What is being asked:
Every line of the listing that contains the word "true" is to be copied out.

Records provided:
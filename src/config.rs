use crate::errors::Result;
use crate::participant::ParticipantOptions;

use std::fs;
use std::path::{Path, PathBuf};

use serde::{Deserialize, Serialize};

#[derive(Debug, Clone, PartialEq, Serialize, Deserialize)]
#[serde(default)]
pub struct Config {
    /// https URI of the node to learn the network from
    pub seed_uri: String,
    /// policy metadata file published by the policy author
    pub metadata_path: PathBuf,
    /// scratch directory, wiped at bootstrap
    pub workdir: PathBuf,

    // learning
    pub start_learning_now: bool,
    pub abort_on_learning_error: bool,

    /// verify cfrag correctness proofs before combining
    pub check_proofs: bool,
}

impl Default for Config {
    fn default() -> Self {
        Config {
            seed_uri: "https://localhost:9151".to_owned(),
            metadata_path: PathBuf::from("policy-metadata.json"),
            workdir: PathBuf::from("./tmp"),
            start_learning_now: true,
            abort_on_learning_error: false,
            check_proofs: true,
        }
    }
}

impl Config {
    /// Fields missing from the file keep their defaults.
    pub fn load<P: AsRef<Path>>(path: P) -> Result<Self> {
        let raw = fs::read_to_string(path.as_ref())?;
        Ok(serde_json::from_str(&raw)?)
    }

    pub fn participant_options(&self) -> ParticipantOptions {
        ParticipantOptions {
            start_learning_now: self.start_learning_now,
            abort_on_learning_error: self.abort_on_learning_error,
            check_proofs: self.check_proofs,
        }
    }
}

The completed task:
            start_learning_now: true,
            check_proofs: true,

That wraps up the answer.